Can Too Much Alcohol Lead to Hair Loss?

Guides ● December 2018

A lot of us love a tipple every now and then, but we’re also becoming more health conscious by the year. Whether it’s having a few nights off a week to hit the gym or just chill, going sober for charity, or cutting back on those big nights out – most of us appreciate the effects of a proper break from over indulgence.

Good news. So does your hair. Seriously. Buzz cut. Slicked back. Shoulder length. Whatever your style, your hair will thank you for cutting back on the booze.

“Alcohol consumption can contribute to hair loss in a variety of ways,” explains Dr Earim Chaudry. “We’re not saying that everyone who drinks alcohol will have visible effects – and those who suffer from hair loss may or may not be drinkers – but alcohol consumption has been linked to inhibited hair growth.”
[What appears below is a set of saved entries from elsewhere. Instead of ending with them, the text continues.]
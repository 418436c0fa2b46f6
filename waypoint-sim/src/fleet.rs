//! Deterministic end-to-end fleet simulation.
//!
//! Wires the real tick processor and scheduler to in-memory collaborators, a
//! manual clock and the misbehaving in-process queue, then drives the fleet
//! step by step while checking invariants after every step.

use std::collections::HashMap;
use std::fmt::Write as _;
use std::sync::Arc;
use std::time::Duration;

use waypoint_core::config::{DispatchConfig, SimulationConfig};
use waypoint_core::mirror::InMemoryLocationMirror;
use waypoint_core::store::{InMemoryRegistry, InMemoryStateStore};
use waypoint_core::{
    Clock, EnqueueSummary, GeoPoint, LifecycleError, ManualClock, RouteGeometry, SchedulerError,
    ShipmentId, SimulatedVehicle, SimulationControl, SimulationStatus, TickOutcome,
    TickProcessor, TickScheduler,
};

use crate::invariants::{Invariant, InvariantViolation, default_invariants};
use crate::queue::{DeliveryConfig, InMemoryTickQueue};
use crate::rng::DeterministicRng;

/// Simulated start of every run, 2024-01-01T00:00:00Z.
const EPOCH_START_MS: i64 = 1_704_067_200_000;

/// Errors that stop a fleet simulation.
#[derive(Debug, thiserror::Error)]
pub enum SimulationError {
    #[error("Invalid simulation configuration: {reason}")]
    InvalidConfig { reason: String },

    #[error("Failed to set up simulation: {0}")]
    Setup(#[from] LifecycleError),

    #[error("Scheduler pass failed: {0}")]
    Scheduler(#[from] SchedulerError),
}

/// Shape of a simulated fleet and its delivery conditions.
#[derive(Debug, Clone)]
pub struct FleetConfig {
    pub vehicles: usize,
    pub seed: u64,
    /// Probability that the queue redelivers a tick job.
    pub duplicate_rate: f64,
    /// Deliver each batch of tick jobs in random order.
    pub shuffle_deliveries: bool,
    /// Confirm delivery of arrived vehicles at the end of each step.
    pub auto_confirm: bool,
    /// Route legs per vehicle, inclusive bounds.
    pub legs: (u64, u64),
    /// Length of each leg in metres, `[min, max)`.
    pub leg_length_m: (f64, f64),
    pub simulation: SimulationConfig,
}

impl Default for FleetConfig {
    fn default() -> Self {
        Self {
            vehicles: 10,
            seed: 42,
            duplicate_rate: 0.2,
            shuffle_deliveries: true,
            auto_confirm: true,
            legs: (1, 4),
            leg_length_m: (200.0, 2_000.0),
            simulation: SimulationConfig::default(),
        }
    }
}

impl FleetConfig {
    fn validate(&self) -> Result<(), SimulationError> {
        let invalid = |reason: &str| {
            Err(SimulationError::InvalidConfig {
                reason: reason.to_string(),
            })
        };
        if self.vehicles == 0 {
            return invalid("at least one vehicle is required");
        }
        if !(0.0..=1.0).contains(&self.duplicate_rate) {
            return invalid("duplicate rate must be within [0, 1]");
        }
        if self.legs.0 == 0 || self.legs.0 > self.legs.1 {
            return invalid("leg bounds must satisfy 1 <= min <= max");
        }
        let (shortest, longest) = self.leg_length_m;
        if shortest.is_nan() || shortest <= 0.0 || !longest.is_finite() || shortest > longest {
            return invalid("leg length bounds must be positive and ordered");
        }
        Ok(())
    }
}

/// Counters accumulated over a run.
#[derive(Debug, Clone, Default, PartialEq)]
pub struct SimulationMetrics {
    pub passes: u64,
    pub enqueued: u64,
    pub skipped: u64,
    pub cleaned: u64,
    pub enqueue_errors: u64,
    pub deliveries: u64,
    pub redeliveries: u64,
    pub advanced: u64,
    pub arrived: u64,
    pub no_ops: u64,
    pub tick_errors: u64,
}

impl SimulationMetrics {
    fn record_pass(&mut self, summary: &EnqueueSummary) {
        self.passes += 1;
        self.enqueued += summary.enqueued_count as u64;
        self.skipped += summary.skipped_count as u64;
        self.cleaned += summary.cleanup_count as u64;
        self.enqueue_errors += summary.error_count as u64;
    }
}

/// Result of a fleet simulation run.
#[derive(Debug, Clone)]
pub struct SimulationReport {
    /// Seed used for reproduction
    pub seed: u64,
    pub steps: u64,
    pub simulated_duration: Duration,
    pub vehicles: usize,
    /// Vehicles that reached their destination during the run.
    pub arrivals: usize,
    /// Vehicles still registered as active at the end of the run.
    pub still_active: usize,
    pub metrics: SimulationMetrics,
    pub violations: Vec<InvariantViolation>,
}

impl SimulationReport {
    /// True when no invariant was violated.
    pub fn success(&self) -> bool {
        self.violations.is_empty()
    }

    /// Generates human-readable summary.
    pub fn summary(&self) -> String {
        let m = &self.metrics;
        let mut out = String::new();
        let _ = writeln!(out, "Fleet simulation report (seed: {})", self.seed);
        let _ = writeln!(
            out,
            "Steps: {} ({:?} simulated)",
            self.steps, self.simulated_duration
        );
        let _ = writeln!(
            out,
            "Vehicles: {} ({} arrived, {} still active)",
            self.vehicles, self.arrivals, self.still_active
        );
        let _ = writeln!(
            out,
            "Scheduler: {} passes, {} enqueued, {} skipped, {} cleaned, {} errors",
            m.passes, m.enqueued, m.skipped, m.cleaned, m.enqueue_errors
        );
        let _ = writeln!(
            out,
            "Ticks: {} deliveries ({} redelivered), {} advanced, {} arrived, {} no-ops, {} errors",
            m.deliveries, m.redeliveries, m.advanced, m.arrived, m.no_ops, m.tick_errors
        );
        let _ = writeln!(out, "Invariant violations: {}", self.violations.len());
        for violation in &self.violations {
            let _ = writeln!(out, "  - {violation}");
        }
        out
    }
}

/// Deterministic simulation of a fleet of vehicles.
pub struct FleetSimulation {
    config: FleetConfig,
    clock: Arc<ManualClock>,
    states: Arc<InMemoryStateStore>,
    registry: Arc<InMemoryRegistry>,
    queue: Arc<InMemoryTickQueue>,
    control: SimulationControl,
    processor: TickProcessor,
    scheduler: TickScheduler,
    invariants: Vec<Box<dyn Invariant>>,
    observed: HashMap<ShipmentId, SimulatedVehicle>,
    arrivals: usize,
    steps: u64,
    elapsed: Duration,
    metrics: SimulationMetrics,
    violations: Vec<InvariantViolation>,
}

impl FleetSimulation {
    /// Generates the fleet, starts every simulation and puts it in transit.
    ///
    /// # Errors
    ///
    /// - `SimulationError::InvalidConfig` - If the fleet configuration is inconsistent
    /// - `SimulationError::Setup` - If a generated simulation could not be started
    pub async fn new(config: FleetConfig) -> Result<Self, SimulationError> {
        config.validate()?;

        let mut rng = DeterministicRng::from_seed(config.seed);
        let queue_rng = DeterministicRng::from_seed(config.seed.wrapping_add(1));

        let clock = Arc::new(ManualClock::new(EPOCH_START_MS));
        let states = Arc::new(InMemoryStateStore::new());
        let registry = Arc::new(InMemoryRegistry::new());
        let queue = Arc::new(InMemoryTickQueue::new(
            DeliveryConfig {
                duplicate_rate: config.duplicate_rate,
                shuffle: config.shuffle_deliveries,
            },
            queue_rng,
        ));

        let control = SimulationControl::new(states.clone(), registry.clone(), clock.clone());
        let processor = TickProcessor::new(
            states.clone(),
            Arc::new(InMemoryLocationMirror::new()),
            clock.clone(),
            config.simulation.clone(),
        );
        let dispatch = DispatchConfig {
            public_base_url: Some("http://waypoint.sim".to_string()),
            ..DispatchConfig::default()
        };
        let scheduler = TickScheduler::new(
            registry.clone(),
            states.clone(),
            queue.clone(),
            dispatch,
            16,
        );

        let mut simulation = Self {
            config,
            clock,
            states,
            registry,
            queue,
            control,
            processor,
            scheduler,
            invariants: default_invariants(),
            observed: HashMap::new(),
            arrivals: 0,
            steps: 0,
            elapsed: Duration::ZERO,
            metrics: SimulationMetrics::default(),
            violations: Vec::new(),
        };

        for index in 0..simulation.config.vehicles {
            let shipment_id = ShipmentId::parse(&format!("SIM-{index:04}"))
                .map_err(|e| SimulationError::InvalidConfig {
                    reason: e.to_string(),
                })?;
            let route = simulation.generate_route(&mut rng);
            let length = route.length_meters().map_err(LifecycleError::from)?;

            simulation.control.start(&shipment_id, route, length).await?;
            let moving = simulation.control.begin_transit(&shipment_id).await?;
            simulation.observed.insert(shipment_id, moving);
        }

        tracing::info!(
            "Fleet simulation ready: {} vehicles, seed {}",
            simulation.config.vehicles,
            simulation.config.seed
        );
        Ok(simulation)
    }

    fn generate_route(&self, rng: &mut DeterministicRng) -> RouteGeometry {
        let mut point = GeoPoint::new(
            rng.random_between(-60.0, 60.0),
            rng.random_between(-170.0, 170.0),
        );
        let legs = rng.random_range(self.config.legs.0, self.config.legs.1 + 1);

        let mut points = vec![point];
        for _ in 0..legs {
            let bearing = rng.random_between(0.0, 360.0);
            let (min_m, max_m) = self.config.leg_length_m;
            let length = rng.random_between(min_m, max_m);
            point = point.destination(bearing, length);
            points.push(point);
        }
        RouteGeometry::from_points(&points)
    }

    /// Advances simulated time by `duration`, runs one scheduler pass and
    /// delivers every resulting tick job, then checks invariants.
    ///
    /// # Errors
    ///
    /// - `SimulationError::Scheduler` - If the scheduler could not list active simulations
    /// - `SimulationError::Setup` - If confirming an arrived delivery failed
    pub async fn step(&mut self, duration: Duration) -> Result<(), SimulationError> {
        self.clock.advance(duration);
        self.elapsed += duration;
        self.steps += 1;

        let pass = self.scheduler.run_pass().await?;
        self.metrics.record_pass(&pass.summary);

        let deliveries = self.queue.drain();
        for delivery in deliveries {
            self.metrics.deliveries += 1;
            if delivery.redelivery {
                self.metrics.redeliveries += 1;
            }
            match self.processor.process(&delivery.job.shipment_id).await {
                Ok(TickOutcome::Advanced { .. }) => self.metrics.advanced += 1,
                Ok(TickOutcome::Arrived) => {
                    self.metrics.arrived += 1;
                    self.arrivals += 1;
                }
                Ok(_) => self.metrics.no_ops += 1,
                Err(e) => {
                    tracing::warn!(
                        "Tick {} for {} failed: {}",
                        delivery.message_id,
                        delivery.job.shipment_id,
                        e
                    );
                    self.metrics.tick_errors += 1;
                }
            }
        }

        self.check_invariants();

        if self.config.auto_confirm {
            self.confirm_arrivals().await?;
        }
        Ok(())
    }

    async fn confirm_arrivals(&mut self) -> Result<(), SimulationError> {
        let arrived: Vec<ShipmentId> = self
            .observed
            .values()
            .filter(|v| v.status == SimulationStatus::PendingDeliveryConfirmation)
            .map(|v| v.shipment_id.clone())
            .collect();

        for shipment_id in arrived {
            let confirmed = self.control.confirm_delivery(&shipment_id).await?;
            self.observed.insert(shipment_id, confirmed);
        }
        Ok(())
    }

    fn check_invariants(&mut self) {
        let now = self.clock.now_ms();
        for current in self.states.snapshot() {
            let previous = self.observed.get(&current.shipment_id);
            for invariant in &self.invariants {
                if let Err(description) = invariant.check(previous, &current) {
                    let violation = InvariantViolation {
                        invariant: invariant.name().to_string(),
                        shipment_id: current.shipment_id.clone(),
                        description,
                        at_ms: now,
                    };
                    tracing::error!("{}", violation);
                    self.violations.push(violation);
                }
            }
            self.observed.insert(current.shipment_id.clone(), current);
        }
    }

    /// Runs `steps` steps of `step_duration` each and reports.
    ///
    /// # Errors
    ///
    /// - `SimulationError` - If any step fails; see [`Self::step`]
    pub async fn run(
        &mut self,
        steps: u64,
        step_duration: Duration,
    ) -> Result<SimulationReport, SimulationError> {
        for _ in 0..steps {
            self.step(step_duration).await?;
        }
        Ok(self.report())
    }

    /// Report of everything simulated so far.
    pub fn report(&self) -> SimulationReport {
        SimulationReport {
            seed: self.config.seed,
            steps: self.steps,
            simulated_duration: self.elapsed,
            vehicles: self.config.vehicles,
            arrivals: self.arrivals,
            still_active: self.registry.len(),
            metrics: self.metrics.clone(),
            violations: self.violations.clone(),
        }
    }

    /// Latest observed state of every vehicle, ordered by shipment.
    pub fn vehicles(&self) -> Vec<SimulatedVehicle> {
        let mut vehicles: Vec<SimulatedVehicle> = self.observed.values().cloned().collect();
        vehicles.sort_by(|a, b| a.shipment_id.cmp(&b.shipment_id));
        vehicles
    }

    /// Adds a custom invariant checked after every step.
    pub fn add_invariant(&mut self, invariant: Box<dyn Invariant>) {
        self.invariants.push(invariant);
    }
}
Here’s the lowdown on why saying no to that extra pint might be the best thing you’ve ever done for your hair.

In The Balance

Your body is a complicated, powerful machine. It carefully balances the absorption of different nutrients to regulate its systems, including hair growth. Research has shown that drinking alcohol can lead to deficiencies with nutrient absorption. This means that even if you technically eat a healthy diet and consume enough nutrients, the body can set a limit on how much is actually absorbed and used.1 Especially annoying after you’ve been stocking up on those morning nutribullets.

Food For Heros

We all know how important the right fuel is. Two of the most essential minerals for hair health are iron and zinc. So eat plenty of fortified cereals, green leafy veg such as spinach (if it was good enough for Popeye…), soybean products and lentils. Red meat and fish are also key for upping your iron levels. Did you know that vegans and vegetarians are more likely to suffer from iron deficiencies, as their requirement for dietary iron is 1.8 times higher than that of meat eaters?2

The problem is that when you drink alcohol, it interferes with the body’s ability to properly process and convert these vital nutrients.3 Instead, your body is busy trying to detoxify itself from the alcohol you drank. A hangover is typically your body feeling the effects of the lack of nutrients combined with dehydration.4 Another reason to take a break from the booze. Or at least make sure you have a healthy balanced meal and plenty of water the next day. Trust us, your hair will thank you for it.

The H2O Cure

We’ve all heard it before: Drink more water. But when it comes to combating the effects of alcohol, it’s the real deal. That dry feeling in your mouth is your body’s way of telling you that you had one too many pints last night.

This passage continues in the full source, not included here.